MATERIAL FOR THE TASK:
::::::::

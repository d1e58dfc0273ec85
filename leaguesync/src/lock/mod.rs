//! Single-writer run lock.
//!
//! The pipeline takes a filesystem sentinel before touching any managed
//! state. Acquisition is fail-fast: if another live run holds the lock,
//! the caller gets [`LockError::Contention`] immediately and must not do
//! any work. Sentinels left behind by dead processes are detected by
//! age, and on the same host by probing the recorded pid, then archived
//! next to the lock rather than deleted.

use std::fmt;
use std::fs;
use std::io::{self, Write};
use std::path::{Path, PathBuf};
use std::time::Duration;

use chrono::{DateTime, Utc};
use serde::{Deserialize, Serialize};
use thiserror::Error;

use crate::util::backup_stamp;

/// Identity of the process holding (or last holding) the run lock.
#[derive(Debug, Clone, PartialEq, Eq, Serialize, Deserialize)]
pub struct LockHolder {
    /// Holder process id.
    pub pid: u32,
    /// Host the holder ran on.
    pub hostname: String,
    /// The run the holder was executing.
    pub run_id: String,
    /// When the holder acquired the lock.
    pub acquired_at: DateTime<Utc>,
}

impl LockHolder {
    /// Describes the current process as a lock holder.
    #[must_use]
    pub fn current(run_id: impl Into<String>) -> Self {
        Self {
            pid: std::process::id(),
            hostname: hostname(),
            run_id: run_id.into(),
            acquired_at: Utc::now(),
        }
    }
}

impl fmt::Display for LockHolder {
    fn fmt(&self, f: &mut fmt::Formatter<'_>) -> fmt::Result {
        write!(
            f,
            "pid {} on {} (run {}, since {})",
            self.pid, self.hostname, self.run_id, self.acquired_at
        )
    }
}

/// Errors raised while acquiring or releasing the run lock.
#[derive(Debug, Error)]
pub enum LockError {
    /// Another live run holds the lock.
    #[error("Run lock at '{path}' is held by {holder}")]
    Contention {
        /// The sentinel path.
        path: PathBuf,
        /// Who holds the lock.
        holder: LockHolder,
    },

    /// Reading, writing, or archiving the sentinel failed.
    #[error("Run lock I/O failed at '{path}': {source}")]
    Io {
        /// The sentinel path.
        path: PathBuf,
        /// The underlying I/O error.
        source: io::Error,
    },
}

/// Filesystem-based single-writer lock.
#[derive(Debug, Clone)]
pub struct RunLock {
    path: PathBuf,
    stale_after: Duration,
}

impl RunLock {
    /// Creates a lock over the given sentinel path.
    ///
    /// A sentinel older than `stale_after` is treated as abandoned.
    pub fn new(path: impl Into<PathBuf>, stale_after: Duration) -> Self {
        Self {
            path: path.into(),
            stale_after,
        }
    }

    /// The sentinel path.
    #[must_use]
    pub fn path(&self) -> &Path {
        &self.path
    }

    /// Attempts to take the lock for the given run.
    ///
    /// Returns [`LockError::Contention`] without blocking when another
    /// live run holds it. Stale sentinels are archived and acquisition
    /// proceeds.
    pub fn acquire(&self, run_id: &str) -> Result<RunLockGuard, LockError> {
        for _ in 0..3 {
            match self.read_holder()? {
                Some(holder) if self.is_stale(&holder) => {
                    tracing::warn!(
                        path = %self.path.display(),
                        %holder,
                        "archiving stale run lock"
                    );
                    self.archive()?;
                }
                Some(holder) => {
                    return Err(LockError::Contention {
                        path: self.path.clone(),
                        holder,
                    });
                }
                None => {}
            }
            match self.try_create(run_id) {
                Ok(guard) => return Ok(guard),
                Err(err) if err.kind() == io::ErrorKind::AlreadyExists => {}
                Err(source) => {
                    return Err(LockError::Io {
                        path: self.path.clone(),
                        source,
                    })
                }
            }
        }
        Err(LockError::Io {
            path: self.path.clone(),
            source: io::Error::new(io::ErrorKind::WouldBlock, "lock acquisition raced"),
        })
    }

    fn read_holder(&self) -> Result<Option<LockHolder>, LockError> {
        let contents = match fs::read_to_string(&self.path) {
            Ok(contents) => contents,
            Err(err) if err.kind() == io::ErrorKind::NotFound => return Ok(None),
            Err(source) => {
                return Err(LockError::Io {
                    path: self.path.clone(),
                    source,
                })
            }
        };
        match serde_json::from_str(&contents) {
            Ok(holder) => Ok(Some(holder)),
            Err(err) => {
                tracing::warn!(
                    path = %self.path.display(),
                    error = %err,
                    "archiving unreadable run lock sentinel"
                );
                self.archive()?;
                Ok(None)
            }
        }
    }

    fn is_stale(&self, holder: &LockHolder) -> bool {
        let age = Utc::now()
            .signed_duration_since(holder.acquired_at)
            .to_std()
            .unwrap_or_default();
        if age > self.stale_after {
            return true;
        }
        holder.hostname == hostname() && !process_alive(holder.pid)
    }

    fn archive(&self) -> Result<(), LockError> {
        let name = self
            .path
            .file_name()
            .map_or_else(|| "lock".to_string(), |n| n.to_string_lossy().into_owned());
        let target = self
            .path
            .with_file_name(format!("{name}.stale.{}", backup_stamp(&Utc::now())));
        match fs::rename(&self.path, &target) {
            Ok(()) => Ok(()),
            Err(err) if err.kind() == io::ErrorKind::NotFound => Ok(()),
            Err(source) => Err(LockError::Io {
                path: self.path.clone(),
                source,
            }),
        }
    }

    fn try_create(&self, run_id: &str) -> io::Result<RunLockGuard> {
        if let Some(parent) = self.path.parent() {
            fs::create_dir_all(parent)?;
        }
        let holder = LockHolder::current(run_id);
        let payload = serde_json::to_string_pretty(&holder).map_err(io::Error::from)?;
        let mut file = fs::OpenOptions::new()
            .write(true)
            .create_new(true)
            .open(&self.path)?;
        file.write_all(payload.as_bytes())?;
        file.write_all(b"\n")?;
        file.sync_all()?;
        tracing::debug!(path = %self.path.display(), pid = holder.pid, "acquired run lock");
        Ok(RunLockGuard {
            path: self.path.clone(),
            released: false,
        })
    }
}

/// Holds the run lock; dropping it releases the sentinel.
#[derive(Debug)]
pub struct RunLockGuard {
    path: PathBuf,
    released: bool,
}

impl RunLockGuard {
    /// Releases the lock, reporting any removal failure.
    pub fn release(mut self) -> Result<(), LockError> {
        self.released = true;
        match fs::remove_file(&self.path) {
            Ok(()) => Ok(()),
            Err(err) if err.kind() == io::ErrorKind::NotFound => Ok(()),
            Err(source) => Err(LockError::Io {
                path: self.path.clone(),
                source,
            }),
        }
    }
}

impl Drop for RunLockGuard {
    fn drop(&mut self) {
        if self.released {
            return;
        }
        if let Err(err) = fs::remove_file(&self.path) {
            if err.kind() != io::ErrorKind::NotFound {
                tracing::warn!(
                    path = %self.path.display(),
                    error = %err,
                    "failed to release run lock"
                );
            }
        }
    }
}

fn hostname() -> String {
    if let Ok(name) = fs::read_to_string("/etc/hostname") {
        let name = name.trim();
        if !name.is_empty() {
            return name.to_string();
        }
    }
    std::env::var("HOSTNAME").unwrap_or_else(|_| "unknown".to_string())
}

#[cfg(target_os = "linux")]
fn process_alive(pid: u32) -> bool {
    Path::new(&format!("/proc/{pid}")).exists()
}

#[cfg(not(target_os = "linux"))]
fn process_alive(_pid: u32) -> bool {
    true
}

#[cfg(test)]
mod tests {
    use super::*;

    fn lock_in(dir: &tempfile::TempDir, stale_after: Duration) -> RunLock {
        RunLock::new(dir.path().join("leaguesync.lock"), stale_after)
    }

    #[test]
    fn test_acquire_and_release() {
        let dir = tempfile::tempdir().unwrap();
        let lock = lock_in(&dir, Duration::from_secs(1800));

        let guard = lock.acquire("run-1").unwrap();
        assert!(lock.path().exists());
        guard.release().unwrap();
        assert!(!lock.path().exists());
    }

    #[test]
    fn test_contention_is_fail_fast() {
        let dir = tempfile::tempdir().unwrap();
        let lock = lock_in(&dir, Duration::from_secs(1800));

        let _guard = lock.acquire("run-1").unwrap();
        let err = lock.acquire("run-2").unwrap_err();
        match err {
            LockError::Contention { holder, .. } => {
                assert_eq!(holder.run_id, "run-1");
                assert_eq!(holder.pid, std::process::id());
            }
            other => panic!("expected contention, got {other}"),
        }
    }

    #[test]
    fn test_drop_releases_lock() {
        let dir = tempfile::tempdir().unwrap();
        let lock = lock_in(&dir, Duration::from_secs(1800));
        {
            let _guard = lock.acquire("run-1").unwrap();
            assert!(lock.path().exists());
        }
        assert!(!lock.path().exists());
        lock.acquire("run-2").unwrap().release().unwrap();
    }

    #[test]
    fn test_stale_by_age_is_archived_and_taken() {
        let dir = tempfile::tempdir().unwrap();
        let lock = lock_in(&dir, Duration::from_millis(0));
        let mut holder = LockHolder::current("run-dead");
        holder.pid = u32::MAX;
        holder.acquired_at = Utc::now() - chrono::Duration::hours(2);
        fs::write(lock.path(), serde_json::to_string(&holder).unwrap()).unwrap();

        let guard = lock.acquire("run-2").unwrap();
        let archived = fs::read_dir(dir.path())
            .unwrap()
            .filter_map(Result::ok)
            .filter(|e| e.file_name().to_string_lossy().contains(".stale."))
            .count();
        assert_eq!(archived, 1);
        guard.release().unwrap();
    }

    #[cfg(target_os = "linux")]
    #[test]
    fn test_dead_pid_on_same_host_is_stale() {
        let dir = tempfile::tempdir().unwrap();
        let lock = lock_in(&dir, Duration::from_secs(86_400));
        let mut holder = LockHolder::current("run-dead");
        holder.pid = u32::MAX;
        fs::write(lock.path(), serde_json::to_string(&holder).unwrap()).unwrap();

        lock.acquire("run-2").unwrap().release().unwrap();
    }

    #[test]
    fn test_unreadable_sentinel_is_archived() {
        let dir = tempfile::tempdir().unwrap();
        let lock = lock_in(&dir, Duration::from_secs(1800));
        fs::write(lock.path(), "not a sentinel").unwrap();

        let guard = lock.acquire("run-1").unwrap();
        guard.release().unwrap();
    }
}
//! Scripted collaborator doubles.

use std::collections::HashMap;
use std::sync::Arc;

use async_trait::async_trait;
use parking_lot::Mutex;

use crate::record::{Dataset, DatasetKind, Record};
use crate::sources::{
    FetchError, FetchWindow, Fetcher, GateError, GateReport, GateTarget, LoadError, Loader,
    ValidationGate,
};

/// A fetcher that returns pre-seeded batches and records the windows it
/// was asked for.
#[derive(Default)]
pub struct StaticFetcher {
    batches: Mutex<HashMap<DatasetKind, Vec<Record>>>,
    failures: Mutex<HashMap<DatasetKind, FetchError>>,
    windows: Mutex<Vec<(DatasetKind, FetchWindow)>>,
}

impl StaticFetcher {
    /// Creates a fetcher with every batch empty.
    #[must_use]
    pub fn new() -> Self {
        Self::default()
    }

    /// Seeds the batch returned for one dataset.
    #[must_use]
    pub fn with_batch(self, kind: DatasetKind, records: Vec<Record>) -> Self {
        self.batches.lock().insert(kind, records);
        self
    }

    /// Makes fetches of one dataset fail with the given error.
    #[must_use]
    pub fn with_failure(self, kind: DatasetKind, error: FetchError) -> Self {
        self.failures.lock().insert(kind, error);
        self
    }

    /// The windows requested so far, in call order.
    #[must_use]
    pub fn requested_windows(&self) -> Vec<(DatasetKind, FetchWindow)> {
        self.windows.lock().clone()
    }
}

#[async_trait]
impl Fetcher for StaticFetcher {
    async fn fetch(
        &self,
        dataset: DatasetKind,
        window: FetchWindow,
    ) -> Result<Vec<Record>, FetchError> {
        self.windows.lock().push((dataset, window));
        if let Some(error) = self.failures.lock().get(&dataset) {
            return Err(error.clone());
        }
        Ok(self.batches.lock().get(&dataset).cloned().unwrap_or_default())
    }
}

/// A fetcher that fails transiently a fixed number of times before
/// delegating to an inner fetcher.
pub struct FlakyFetcher {
    inner: Arc<dyn Fetcher>,
    failures_left: Mutex<u32>,
    calls: Mutex<u32>,
}

impl FlakyFetcher {
    /// Wraps `inner`, failing its first `failures` calls.
    pub fn new(inner: Arc<dyn Fetcher>, failures: u32) -> Self {
        Self {
            inner,
            failures_left: Mutex::new(failures),
            calls: Mutex::new(0),
        }
    }

    /// Total fetch calls observed.
    #[must_use]
    pub fn calls(&self) -> u32 {
        *self.calls.lock()
    }
}

#[async_trait]
impl Fetcher for FlakyFetcher {
    async fn fetch(
        &self,
        dataset: DatasetKind,
        window: FetchWindow,
    ) -> Result<Vec<Record>, FetchError> {
        *self.calls.lock() += 1;
        {
            let mut left = self.failures_left.lock();
            if *left > 0 {
                *left -= 1;
                return Err(FetchError::transient(dataset, "injected network fault"));
            }
        }
        self.inner.fetch(dataset, window).await
    }
}

/// A loader that records what it was given instead of loading anywhere.
#[derive(Default)]
pub struct RecordingLoader {
    loads: Mutex<Vec<(DatasetKind, usize)>>,
    failures: Mutex<HashMap<DatasetKind, LoadError>>,
}

impl RecordingLoader {
    /// Creates a loader that accepts everything.
    #[must_use]
    pub fn new() -> Self {
        Self::default()
    }

    /// Makes loads of one dataset fail with the given error.
    #[must_use]
    pub fn with_failure(self, kind: DatasetKind, error: LoadError) -> Self {
        self.failures.lock().insert(kind, error);
        self
    }

    /// The datasets loaded so far, with their record counts.
    #[must_use]
    pub fn loads(&self) -> Vec<(DatasetKind, usize)> {
        self.loads.lock().clone()
    }
}

#[async_trait]
impl Loader for RecordingLoader {
    async fn load(&self, dataset: &Dataset) -> Result<usize, LoadError> {
        if let Some(error) = self.failures.lock().get(&dataset.kind()) {
            return Err(error.clone());
        }
        self.loads.lock().push((dataset.kind(), dataset.len()));
        Ok(dataset.len())
    }
}

/// A gate with a scripted verdict per target.
pub struct ScriptedGate {
    dev: GateReport,
    prod: GateReport,
    calls: Mutex<Vec<GateTarget>>,
}

impl ScriptedGate {
    /// A gate that passes both targets.
    #[must_use]
    pub fn passing() -> Self {
        Self {
            dev: GateReport::pass("scripted pass"),
            prod: GateReport::pass("scripted pass"),
            calls: Mutex::new(Vec::new()),
        }
    }

    /// Overrides the verdict for one target.
    #[must_use]
    pub fn with_verdict(mut self, target: GateTarget, report: GateReport) -> Self {
        match target {
            GateTarget::Dev => self.dev = report,
            GateTarget::Prod => self.prod = report,
        }
        self
    }

    /// The targets validated so far, in call order.
    #[must_use]
    pub fn validated(&self) -> Vec<GateTarget> {
        self.calls.lock().clone()
    }
}

#[async_trait]
impl ValidationGate for ScriptedGate {
    async fn validate(&self, target: GateTarget) -> Result<GateReport, GateError> {
        self.calls.lock().push(target);
        let report = match target {
            GateTarget::Dev => self.dev.clone(),
            GateTarget::Prod => self.prod.clone(),
        };
        Ok(report)
    }
}

#[cfg(test)]
mod tests {
    use super::*;
    use crate::testing::standings_record;

    #[tokio::test]
    async fn test_static_fetcher_replays_batches_and_windows() {
        let fetcher = StaticFetcher::new()
            .with_batch(DatasetKind::Standings, vec![standings_record("arsenal", 74)]);

        let batch = fetcher
            .fetch(DatasetKind::Standings, FetchWindow::Full)
            .await
            .unwrap();
        assert_eq!(batch.len(), 1);
        assert!(fetcher
            .fetch(DatasetKind::Matches, FetchWindow::Full)
            .await
            .unwrap()
            .is_empty());
        assert_eq!(fetcher.requested_windows().len(), 2);
    }

    #[tokio::test]
    async fn test_flaky_fetcher_recovers_after_budget() {
        let inner = Arc::new(
            StaticFetcher::new()
                .with_batch(DatasetKind::Matches, vec![standings_record("x", 1)]),
        );
        let flaky = FlakyFetcher::new(inner, 2);

        assert!(flaky
            .fetch(DatasetKind::Matches, FetchWindow::Full)
            .await
            .is_err());
        assert!(flaky
            .fetch(DatasetKind::Matches, FetchWindow::Full)
            .await
            .is_err());
        assert!(flaky
            .fetch(DatasetKind::Matches, FetchWindow::Full)
            .await
            .is_ok());
        assert_eq!(flaky.calls(), 3);
    }

    #[tokio::test]
    async fn test_scripted_gate_records_targets() {
        let gate = ScriptedGate::passing()
            .with_verdict(GateTarget::Prod, GateReport::fail("row count drifted"));

        assert!(gate.validate(GateTarget::Dev).await.unwrap().passed);
        assert!(!gate.validate(GateTarget::Prod).await.unwrap().passed);
        assert_eq!(gate.validated(), [GateTarget::Dev, GateTarget::Prod]);
    }
}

::::::::

WHAT THIS TASK INVOLVES:
In the listing above, reproduce the first line and each one after it through the line that contains "must not do".

TASK ANSWER:
repository d1e58dfc0273ec85
filename leaguesync/src/lock/mod.rs
//! Single-writer run lock.
//!
//! The pipeline takes a filesystem sentinel before touching any managed
//! state. Acquisition is fail-fast: if another live run holds the lock,
//! the caller gets [`LockError::Contention`] immediately and must not do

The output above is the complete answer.